§ Exercise requirements
Print each record below character for character.

§ Material for this task

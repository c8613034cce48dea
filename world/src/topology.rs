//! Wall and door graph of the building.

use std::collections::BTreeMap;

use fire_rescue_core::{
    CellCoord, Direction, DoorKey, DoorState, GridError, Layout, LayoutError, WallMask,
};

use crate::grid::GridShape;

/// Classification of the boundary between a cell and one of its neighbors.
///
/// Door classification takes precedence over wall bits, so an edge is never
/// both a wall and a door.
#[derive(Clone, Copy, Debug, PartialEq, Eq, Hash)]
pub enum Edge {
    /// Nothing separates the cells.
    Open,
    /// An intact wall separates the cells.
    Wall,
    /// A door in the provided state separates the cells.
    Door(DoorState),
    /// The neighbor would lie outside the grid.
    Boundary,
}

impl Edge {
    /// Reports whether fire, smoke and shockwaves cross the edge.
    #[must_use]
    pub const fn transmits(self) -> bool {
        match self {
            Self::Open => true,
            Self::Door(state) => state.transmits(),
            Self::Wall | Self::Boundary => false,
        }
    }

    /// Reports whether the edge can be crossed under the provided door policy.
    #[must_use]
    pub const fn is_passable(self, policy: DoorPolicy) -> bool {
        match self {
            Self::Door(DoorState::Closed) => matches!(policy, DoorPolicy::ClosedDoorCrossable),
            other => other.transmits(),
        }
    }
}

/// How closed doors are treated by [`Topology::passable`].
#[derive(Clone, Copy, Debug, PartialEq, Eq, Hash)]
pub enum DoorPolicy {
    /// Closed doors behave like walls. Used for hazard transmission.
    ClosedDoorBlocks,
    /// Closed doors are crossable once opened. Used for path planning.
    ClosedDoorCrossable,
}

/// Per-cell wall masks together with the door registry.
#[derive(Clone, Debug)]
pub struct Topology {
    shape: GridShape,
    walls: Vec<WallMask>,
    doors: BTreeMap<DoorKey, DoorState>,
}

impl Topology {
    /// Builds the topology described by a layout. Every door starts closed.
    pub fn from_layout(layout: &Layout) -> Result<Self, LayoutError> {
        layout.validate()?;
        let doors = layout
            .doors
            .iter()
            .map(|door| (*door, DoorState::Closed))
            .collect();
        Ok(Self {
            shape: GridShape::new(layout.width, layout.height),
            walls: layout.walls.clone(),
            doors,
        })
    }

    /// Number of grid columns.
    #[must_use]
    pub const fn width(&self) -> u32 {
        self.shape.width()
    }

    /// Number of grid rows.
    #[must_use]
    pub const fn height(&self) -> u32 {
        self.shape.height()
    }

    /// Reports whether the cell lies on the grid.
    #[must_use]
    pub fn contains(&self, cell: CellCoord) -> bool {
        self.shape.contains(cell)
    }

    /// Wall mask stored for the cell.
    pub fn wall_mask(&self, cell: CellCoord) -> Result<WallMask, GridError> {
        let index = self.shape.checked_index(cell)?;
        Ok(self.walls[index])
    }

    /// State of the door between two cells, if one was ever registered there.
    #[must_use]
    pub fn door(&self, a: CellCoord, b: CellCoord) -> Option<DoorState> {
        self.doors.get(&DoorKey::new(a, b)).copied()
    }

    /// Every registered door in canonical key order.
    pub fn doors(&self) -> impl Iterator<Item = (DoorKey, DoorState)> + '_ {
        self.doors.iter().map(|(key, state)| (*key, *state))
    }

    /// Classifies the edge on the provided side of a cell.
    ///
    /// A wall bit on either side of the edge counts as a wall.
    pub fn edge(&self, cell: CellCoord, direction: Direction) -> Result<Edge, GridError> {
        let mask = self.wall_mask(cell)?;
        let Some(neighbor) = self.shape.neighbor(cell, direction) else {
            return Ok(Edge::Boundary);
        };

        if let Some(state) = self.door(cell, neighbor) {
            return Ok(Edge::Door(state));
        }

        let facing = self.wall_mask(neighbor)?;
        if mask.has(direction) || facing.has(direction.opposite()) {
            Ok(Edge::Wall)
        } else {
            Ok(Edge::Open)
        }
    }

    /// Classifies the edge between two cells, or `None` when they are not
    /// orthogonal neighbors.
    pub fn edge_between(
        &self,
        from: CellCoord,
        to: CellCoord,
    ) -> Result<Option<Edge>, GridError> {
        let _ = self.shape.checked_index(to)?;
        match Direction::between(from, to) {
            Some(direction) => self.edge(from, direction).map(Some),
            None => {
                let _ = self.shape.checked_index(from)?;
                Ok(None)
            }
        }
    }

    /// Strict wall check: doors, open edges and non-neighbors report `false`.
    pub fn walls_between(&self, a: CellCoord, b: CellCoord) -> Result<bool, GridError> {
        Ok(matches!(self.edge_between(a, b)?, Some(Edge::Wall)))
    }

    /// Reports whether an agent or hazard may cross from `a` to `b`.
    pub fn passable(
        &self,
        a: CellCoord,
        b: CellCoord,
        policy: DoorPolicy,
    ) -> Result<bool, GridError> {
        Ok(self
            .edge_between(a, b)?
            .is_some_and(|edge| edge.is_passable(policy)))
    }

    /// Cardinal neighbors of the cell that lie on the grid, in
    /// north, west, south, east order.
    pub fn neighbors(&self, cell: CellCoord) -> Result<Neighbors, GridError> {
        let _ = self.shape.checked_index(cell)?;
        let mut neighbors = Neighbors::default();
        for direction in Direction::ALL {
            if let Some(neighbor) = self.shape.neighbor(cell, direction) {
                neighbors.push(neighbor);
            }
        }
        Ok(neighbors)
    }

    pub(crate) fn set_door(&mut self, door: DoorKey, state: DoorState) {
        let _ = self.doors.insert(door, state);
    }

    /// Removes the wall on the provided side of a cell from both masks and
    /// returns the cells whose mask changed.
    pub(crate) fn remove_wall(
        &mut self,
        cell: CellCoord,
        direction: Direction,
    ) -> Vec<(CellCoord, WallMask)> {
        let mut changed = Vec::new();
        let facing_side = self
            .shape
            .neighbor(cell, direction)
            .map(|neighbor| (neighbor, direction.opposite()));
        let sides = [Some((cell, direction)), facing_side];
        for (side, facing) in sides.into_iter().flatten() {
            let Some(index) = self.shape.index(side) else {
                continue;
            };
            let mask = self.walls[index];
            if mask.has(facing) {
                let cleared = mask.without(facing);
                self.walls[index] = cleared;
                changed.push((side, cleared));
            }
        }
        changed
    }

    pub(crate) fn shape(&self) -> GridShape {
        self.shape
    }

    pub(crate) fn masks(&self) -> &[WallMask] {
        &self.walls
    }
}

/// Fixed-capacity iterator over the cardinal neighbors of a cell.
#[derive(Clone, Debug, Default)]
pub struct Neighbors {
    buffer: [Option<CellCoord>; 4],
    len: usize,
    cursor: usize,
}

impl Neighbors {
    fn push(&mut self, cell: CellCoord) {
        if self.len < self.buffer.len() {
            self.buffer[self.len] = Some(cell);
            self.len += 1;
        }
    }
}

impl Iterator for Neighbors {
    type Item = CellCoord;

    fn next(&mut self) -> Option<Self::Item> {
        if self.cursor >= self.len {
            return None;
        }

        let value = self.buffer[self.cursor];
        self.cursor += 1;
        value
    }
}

§ Task solution
repository c8613034cce48dea
filename world/src/topology.rs
//! Wall and door graph of the building.

use std::collections::BTreeMap;

use fire_rescue_core::{
    CellCoord, Direction, DoorKey, DoorState, GridError, Layout, LayoutError, WallMask,
};

use crate::grid::GridShape;

/// Classification of the boundary between a cell and one of its neighbors.
///
/// Door classification takes precedence over wall bits, so an edge is never
/// both a wall and a door.
#[derive(Clone, Copy, Debug, PartialEq, Eq, Hash)]
pub enum Edge {
    /// Nothing separates the cells.
    Open,
    /// An intact wall separates the cells.
    Wall,
    /// A door in the provided state separates the cells.
    Door(DoorState),
    /// The neighbor would lie outside the grid.
    Boundary,
}

impl Edge {
    /// Reports whether fire, smoke and shockwaves cross the edge.
    #[must_use]
    pub const fn transmits(self) -> bool {
        match self {
            Self::Open => true,
            Self::Door(state) => state.transmits(),
            Self::Wall | Self::Boundary => false,
        }
    }

    /// Reports whether the edge can be crossed under the provided door policy.
    #[must_use]
    pub const fn is_passable(self, policy: DoorPolicy) -> bool {
        match self {
            Self::Door(DoorState::Closed) => matches!(policy, DoorPolicy::ClosedDoorCrossable),
            other => other.transmits(),
        }
    }
}

/// How closed doors are treated by [`Topology::passable`].
#[derive(Clone, Copy, Debug, PartialEq, Eq, Hash)]
pub enum DoorPolicy {
    /// Closed doors behave like walls. Used for hazard transmission.
    ClosedDoorBlocks,
    /// Closed doors are crossable once opened. Used for path planning.
    ClosedDoorCrossable,
}

/// Per-cell wall masks together with the door registry.
#[derive(Clone, Debug)]
pub struct Topology {
    shape: GridShape,
    walls: Vec<WallMask>,
    doors: BTreeMap<DoorKey, DoorState>,
}

impl Topology {
    /// Builds the topology described by a layout. Every door starts closed.
    pub fn from_layout(layout: &Layout) -> Result<Self, LayoutError> {
        layout.validate()?;
        let doors = layout
            .doors
            .iter()
            .map(|door| (*door, DoorState::Closed))
            .collect();
        Ok(Self {
            shape: GridShape::new(layout.width, layout.height),
            walls: layout.walls.clone(),
            doors,
        })
    }

    /// Number of grid columns.
    #[must_use]
    pub const fn width(&self) -> u32 {
        self.shape.width()
    }

    /// Number of grid rows.
    #[must_use]
    pub const fn height(&self) -> u32 {
        self.shape.height()
    }

    /// Reports whether the cell lies on the grid.
    #[must_use]
    pub fn contains(&self, cell: CellCoord) -> bool {
        self.shape.contains(cell)
    }

    /// Wall mask stored for the cell.
    pub fn wall_mask(&self, cell: CellCoord) -> Result<WallMask, GridError> {
        let index = self.shape.checked_index(cell)?;
        Ok(self.walls[index])
    }

    /// State of the door between two cells, if one was ever registered there.
    #[must_use]
    pub fn door(&self, a: CellCoord, b: CellCoord) -> Option<DoorState> {
        self.doors.get(&DoorKey::new(a, b)).copied()
    }

    /// Every registered door in canonical key order.
    pub fn doors(&self) -> impl Iterator<Item = (DoorKey, DoorState)> + '_ {
        self.doors.iter().map(|(key, state)| (*key, *state))
    }

    /// Classifies the edge on the provided side of a cell.
    ///
    /// A wall bit on either side of the edge counts as a wall.
    pub fn edge(&self, cell: CellCoord, direction: Direction) -> Result<Edge, GridError> {
        let mask = self.wall_mask(cell)?;
        let Some(neighbor) = self.shape.neighbor(cell, direction) else {
            return Ok(Edge::Boundary);
        };

        if let Some(state) = self.door(cell, neighbor) {
            return Ok(Edge::Door(state));
        }

        let facing = self.wall_mask(neighbor)?;
        if mask.has(direction) || facing.has(direction.opposite()) {
            Ok(Edge::Wall)
        } else {
            Ok(Edge::Open)
        }
    }

    /// Classifies the edge between two cells, or `None` when they are not
    /// orthogonal neighbors.
    pub fn edge_between(
        &self,
        from: CellCoord,
        to: CellCoord,
    ) -> Result<Option<Edge>, GridError> {
        let _ = self.shape.checked_index(to)?;
        match Direction::between(from, to) {
            Some(direction) => self.edge(from, direction).map(Some),
            None => {
                let _ = self.shape.checked_index(from)?;
                Ok(None)
            }
        }
    }

    /// Strict wall check: doors, open edges and non-neighbors report `false`.
    pub fn walls_between(&self, a: CellCoord, b: CellCoord) -> Result<bool, GridError> {
        Ok(matches!(self.edge_between(a, b)?, Some(Edge::Wall)))
    }

    /// Reports whether an agent or hazard may cross from `a` to `b`.
    pub fn passable(
        &self,
        a: CellCoord,
        b: CellCoord,
        policy: DoorPolicy,
    ) -> Result<bool, GridError> {
        Ok(self
            .edge_between(a, b)?
            .is_some_and(|edge| edge.is_passable(policy)))
    }

    /// Cardinal neighbors of the cell that lie on the grid, in
    /// north, west, south, east order.
    pub fn neighbors(&self, cell: CellCoord) -> Result<Neighbors, GridError> {
        let _ = self.shape.checked_index(cell)?;
        let mut neighbors = Neighbors::default();
        for direction in Direction::ALL {
            if let Some(neighbor) = self.shape.neighbor(cell, direction) {
                neighbors.push(neighbor);
            }
        }
        Ok(neighbors)
    }

    pub(crate) fn set_door(&mut self, door: DoorKey, state: DoorState) {
        let _ = self.doors.insert(door, state);
    }

    /// Removes the wall on the provided side of a cell from both masks and
    /// returns the cells whose mask changed.
    pub(crate) fn remove_wall(
        &mut self,
        cell: CellCoord,
        direction: Direction,
    ) -> Vec<(CellCoord, WallMask)> {
        let mut changed = Vec::new();
        let facing_side = self
            .shape
            .neighbor(cell, direction)
            .map(|neighbor| (neighbor, direction.opposite()));
        let sides = [Some((cell, direction)), facing_side];
        for (side, facing) in sides.into_iter().flatten() {
            let Some(index) = self.shape.index(side) else {
                continue;
            };
            let mask = self.walls[index];
            if mask.has(facing) {
                let cleared = mask.without(facing);
                self.walls[index] = cleared;
                changed.push((side, cleared));
            }
        }
        changed
    }

    pub(crate) fn shape(&self) -> GridShape {
        self.shape
    }

    pub(crate) fn masks(&self) -> &[WallMask] {
        &self.walls
    }
}

/// Fixed-capacity iterator over the cardinal neighbors of a cell.
#[derive(Clone, Debug, Default)]
pub struct Neighbors {
    buffer: [Option<CellCoord>; 4],
    len: usize,
    cursor: usize,
}

impl Neighbors {
    fn push(&mut self, cell: CellCoord) {
        if self.len < self.buffer.len() {
            self.buffer[self.len] = Some(cell);
            self.len += 1;
        }
    }
}

impl Iterator for Neighbors {
    type Item = CellCoord;

    fn next(&mut self) -> Option<Self::Item> {
        if self.cursor >= self.len {
            return None;
        }

        let value = self.buffer[self.cursor];
        self.cursor += 1;
        value
    }
}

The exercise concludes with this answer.